Data excerpts
++++++++

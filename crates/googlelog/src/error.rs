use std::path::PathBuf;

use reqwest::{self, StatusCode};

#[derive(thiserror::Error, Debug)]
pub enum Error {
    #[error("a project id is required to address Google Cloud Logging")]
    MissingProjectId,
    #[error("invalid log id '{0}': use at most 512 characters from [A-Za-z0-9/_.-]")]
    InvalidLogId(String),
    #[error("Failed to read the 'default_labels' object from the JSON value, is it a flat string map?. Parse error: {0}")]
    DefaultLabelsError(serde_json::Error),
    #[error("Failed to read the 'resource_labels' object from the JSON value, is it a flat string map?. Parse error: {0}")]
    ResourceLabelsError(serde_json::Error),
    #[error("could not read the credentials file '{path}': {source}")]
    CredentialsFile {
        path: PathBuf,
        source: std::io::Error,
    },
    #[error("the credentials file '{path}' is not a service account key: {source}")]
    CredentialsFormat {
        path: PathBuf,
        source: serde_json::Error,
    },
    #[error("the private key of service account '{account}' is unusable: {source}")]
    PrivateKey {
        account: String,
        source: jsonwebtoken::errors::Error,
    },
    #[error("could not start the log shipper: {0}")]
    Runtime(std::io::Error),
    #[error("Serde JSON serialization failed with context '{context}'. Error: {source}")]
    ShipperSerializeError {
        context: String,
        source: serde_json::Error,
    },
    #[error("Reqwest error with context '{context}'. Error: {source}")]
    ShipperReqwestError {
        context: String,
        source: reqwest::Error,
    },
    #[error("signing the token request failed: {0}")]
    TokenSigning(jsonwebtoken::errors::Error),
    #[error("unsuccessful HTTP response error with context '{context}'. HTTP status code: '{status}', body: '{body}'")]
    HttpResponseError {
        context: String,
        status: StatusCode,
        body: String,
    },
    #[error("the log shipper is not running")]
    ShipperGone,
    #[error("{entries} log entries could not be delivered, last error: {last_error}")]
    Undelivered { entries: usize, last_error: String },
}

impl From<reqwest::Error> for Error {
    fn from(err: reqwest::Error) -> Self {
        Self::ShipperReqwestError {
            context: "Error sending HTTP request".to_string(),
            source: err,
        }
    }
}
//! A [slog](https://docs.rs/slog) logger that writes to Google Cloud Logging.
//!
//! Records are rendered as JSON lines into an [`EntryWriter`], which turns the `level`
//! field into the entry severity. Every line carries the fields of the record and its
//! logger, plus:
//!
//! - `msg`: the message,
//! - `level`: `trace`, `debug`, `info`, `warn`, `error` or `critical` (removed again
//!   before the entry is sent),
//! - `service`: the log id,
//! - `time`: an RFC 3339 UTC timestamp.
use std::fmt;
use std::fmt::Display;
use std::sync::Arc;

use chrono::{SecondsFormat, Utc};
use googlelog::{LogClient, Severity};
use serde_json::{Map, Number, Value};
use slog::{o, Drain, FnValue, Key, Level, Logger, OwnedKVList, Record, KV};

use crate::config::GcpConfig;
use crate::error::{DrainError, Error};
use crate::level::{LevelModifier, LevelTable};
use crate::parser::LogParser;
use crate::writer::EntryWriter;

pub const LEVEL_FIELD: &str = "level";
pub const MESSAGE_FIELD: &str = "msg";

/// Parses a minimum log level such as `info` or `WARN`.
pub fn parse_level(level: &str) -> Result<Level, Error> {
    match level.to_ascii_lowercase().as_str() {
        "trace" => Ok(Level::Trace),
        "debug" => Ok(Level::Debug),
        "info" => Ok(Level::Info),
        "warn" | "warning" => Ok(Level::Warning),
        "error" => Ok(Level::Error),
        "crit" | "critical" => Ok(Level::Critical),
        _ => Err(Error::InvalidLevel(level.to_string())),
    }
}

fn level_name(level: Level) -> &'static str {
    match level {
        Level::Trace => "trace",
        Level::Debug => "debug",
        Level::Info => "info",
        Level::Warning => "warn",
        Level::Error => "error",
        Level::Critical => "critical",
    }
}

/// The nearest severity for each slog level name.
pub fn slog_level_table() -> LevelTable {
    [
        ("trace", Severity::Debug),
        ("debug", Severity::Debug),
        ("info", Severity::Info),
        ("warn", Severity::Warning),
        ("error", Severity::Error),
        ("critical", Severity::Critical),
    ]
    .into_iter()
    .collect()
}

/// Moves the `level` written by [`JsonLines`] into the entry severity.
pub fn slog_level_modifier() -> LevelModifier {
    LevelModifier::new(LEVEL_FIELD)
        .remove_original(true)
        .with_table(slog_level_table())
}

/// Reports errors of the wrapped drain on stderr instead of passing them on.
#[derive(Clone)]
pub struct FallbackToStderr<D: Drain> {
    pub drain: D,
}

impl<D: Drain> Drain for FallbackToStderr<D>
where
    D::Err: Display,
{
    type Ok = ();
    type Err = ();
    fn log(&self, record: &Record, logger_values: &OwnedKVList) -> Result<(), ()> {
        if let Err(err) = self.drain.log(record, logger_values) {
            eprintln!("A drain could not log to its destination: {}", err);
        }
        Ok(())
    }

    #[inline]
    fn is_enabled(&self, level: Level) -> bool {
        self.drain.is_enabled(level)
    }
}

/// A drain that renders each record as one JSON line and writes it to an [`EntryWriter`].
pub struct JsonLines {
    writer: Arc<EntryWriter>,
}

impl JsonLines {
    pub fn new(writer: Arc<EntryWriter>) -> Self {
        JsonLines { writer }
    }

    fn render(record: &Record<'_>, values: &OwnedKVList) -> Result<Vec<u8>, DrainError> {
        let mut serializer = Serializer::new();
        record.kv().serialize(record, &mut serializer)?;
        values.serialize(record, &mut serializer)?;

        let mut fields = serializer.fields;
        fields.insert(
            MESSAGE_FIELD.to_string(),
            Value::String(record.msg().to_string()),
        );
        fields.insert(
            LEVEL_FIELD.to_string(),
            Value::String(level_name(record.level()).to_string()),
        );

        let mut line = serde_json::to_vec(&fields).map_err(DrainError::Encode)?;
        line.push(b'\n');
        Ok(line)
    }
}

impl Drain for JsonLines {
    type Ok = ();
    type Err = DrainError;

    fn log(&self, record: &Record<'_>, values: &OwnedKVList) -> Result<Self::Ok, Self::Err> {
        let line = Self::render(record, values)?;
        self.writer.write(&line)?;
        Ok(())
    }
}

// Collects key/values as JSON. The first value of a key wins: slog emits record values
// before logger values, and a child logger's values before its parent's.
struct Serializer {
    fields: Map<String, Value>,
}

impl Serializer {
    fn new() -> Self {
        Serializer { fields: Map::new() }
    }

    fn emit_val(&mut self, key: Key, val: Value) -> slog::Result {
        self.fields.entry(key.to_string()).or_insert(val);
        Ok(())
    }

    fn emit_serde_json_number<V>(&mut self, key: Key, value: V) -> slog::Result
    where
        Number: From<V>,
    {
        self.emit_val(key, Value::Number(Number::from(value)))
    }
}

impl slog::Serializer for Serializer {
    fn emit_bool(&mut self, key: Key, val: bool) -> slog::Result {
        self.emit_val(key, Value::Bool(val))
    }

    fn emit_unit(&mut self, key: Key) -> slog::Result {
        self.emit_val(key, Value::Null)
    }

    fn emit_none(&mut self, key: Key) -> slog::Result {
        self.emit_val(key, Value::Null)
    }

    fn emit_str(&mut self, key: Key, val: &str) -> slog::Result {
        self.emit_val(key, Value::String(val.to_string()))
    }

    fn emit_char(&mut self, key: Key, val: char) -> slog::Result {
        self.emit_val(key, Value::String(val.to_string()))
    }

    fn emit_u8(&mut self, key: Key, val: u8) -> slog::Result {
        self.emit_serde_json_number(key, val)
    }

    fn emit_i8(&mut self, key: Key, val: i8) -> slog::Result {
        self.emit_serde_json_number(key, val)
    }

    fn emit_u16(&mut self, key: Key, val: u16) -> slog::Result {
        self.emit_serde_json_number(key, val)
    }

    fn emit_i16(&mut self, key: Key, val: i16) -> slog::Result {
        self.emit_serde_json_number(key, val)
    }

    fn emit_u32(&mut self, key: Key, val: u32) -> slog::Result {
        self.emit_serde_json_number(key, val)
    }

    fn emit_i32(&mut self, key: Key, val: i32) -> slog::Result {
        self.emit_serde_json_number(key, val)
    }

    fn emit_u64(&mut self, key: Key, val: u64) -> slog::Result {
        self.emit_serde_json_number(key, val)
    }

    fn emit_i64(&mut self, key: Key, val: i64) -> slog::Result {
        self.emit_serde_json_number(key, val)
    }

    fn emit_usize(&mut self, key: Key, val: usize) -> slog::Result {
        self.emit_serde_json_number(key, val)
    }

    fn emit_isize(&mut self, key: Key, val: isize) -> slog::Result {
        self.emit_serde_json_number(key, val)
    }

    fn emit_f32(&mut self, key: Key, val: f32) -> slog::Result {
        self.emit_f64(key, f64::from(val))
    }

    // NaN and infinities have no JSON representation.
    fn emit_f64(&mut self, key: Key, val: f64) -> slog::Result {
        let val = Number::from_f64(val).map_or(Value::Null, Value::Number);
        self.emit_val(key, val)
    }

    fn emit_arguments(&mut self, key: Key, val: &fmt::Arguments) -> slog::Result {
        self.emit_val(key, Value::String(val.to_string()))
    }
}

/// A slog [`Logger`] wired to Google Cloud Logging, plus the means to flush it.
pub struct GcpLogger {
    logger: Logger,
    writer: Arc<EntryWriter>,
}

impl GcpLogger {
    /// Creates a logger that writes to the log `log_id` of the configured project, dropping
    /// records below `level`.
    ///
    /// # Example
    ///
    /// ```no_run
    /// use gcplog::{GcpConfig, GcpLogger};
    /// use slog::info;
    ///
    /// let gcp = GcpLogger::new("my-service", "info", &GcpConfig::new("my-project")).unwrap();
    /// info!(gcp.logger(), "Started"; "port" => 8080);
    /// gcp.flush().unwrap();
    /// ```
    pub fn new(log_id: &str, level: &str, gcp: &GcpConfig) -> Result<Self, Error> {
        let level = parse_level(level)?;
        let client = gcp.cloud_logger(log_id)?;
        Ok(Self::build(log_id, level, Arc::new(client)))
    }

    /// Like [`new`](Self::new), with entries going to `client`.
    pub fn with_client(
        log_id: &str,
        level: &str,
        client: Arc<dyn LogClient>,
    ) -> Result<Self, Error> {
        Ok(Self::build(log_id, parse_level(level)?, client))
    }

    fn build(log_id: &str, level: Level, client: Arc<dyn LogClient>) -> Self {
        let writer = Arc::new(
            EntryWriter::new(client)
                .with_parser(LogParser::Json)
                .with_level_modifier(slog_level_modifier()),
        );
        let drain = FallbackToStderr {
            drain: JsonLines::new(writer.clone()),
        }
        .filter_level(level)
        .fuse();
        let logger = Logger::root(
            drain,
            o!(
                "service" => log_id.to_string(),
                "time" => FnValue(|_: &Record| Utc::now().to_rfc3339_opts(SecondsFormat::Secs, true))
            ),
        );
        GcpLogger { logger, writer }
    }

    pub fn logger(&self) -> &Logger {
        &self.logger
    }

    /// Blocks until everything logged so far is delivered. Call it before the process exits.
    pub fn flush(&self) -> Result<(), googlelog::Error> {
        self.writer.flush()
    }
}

++++++++

Task brief: From the first line of the data through the line with "read the 'resource_labels'", quote each line exactly and add nothing else.

Solution to the problem:
filename crates/googlelog/src/error.rs
use std::path::PathBuf;

use reqwest::{self, StatusCode};

#[derive(thiserror::Error, Debug)]
pub enum Error {
    #[error("a project id is required to address Google Cloud Logging")]
    MissingProjectId,
    #[error("invalid log id '{0}': use at most 512 characters from [A-Za-z0-9/_.-]")]
    InvalidLogId(String),
    #[error("Failed to read the 'default_labels' object from the JSON value, is it a flat string map?. Parse error: {0}")]
    DefaultLabelsError(serde_json::Error),
    #[error("Failed to read the 'resource_labels' object from the JSON value, is it a flat string map?. Parse error: {0}")]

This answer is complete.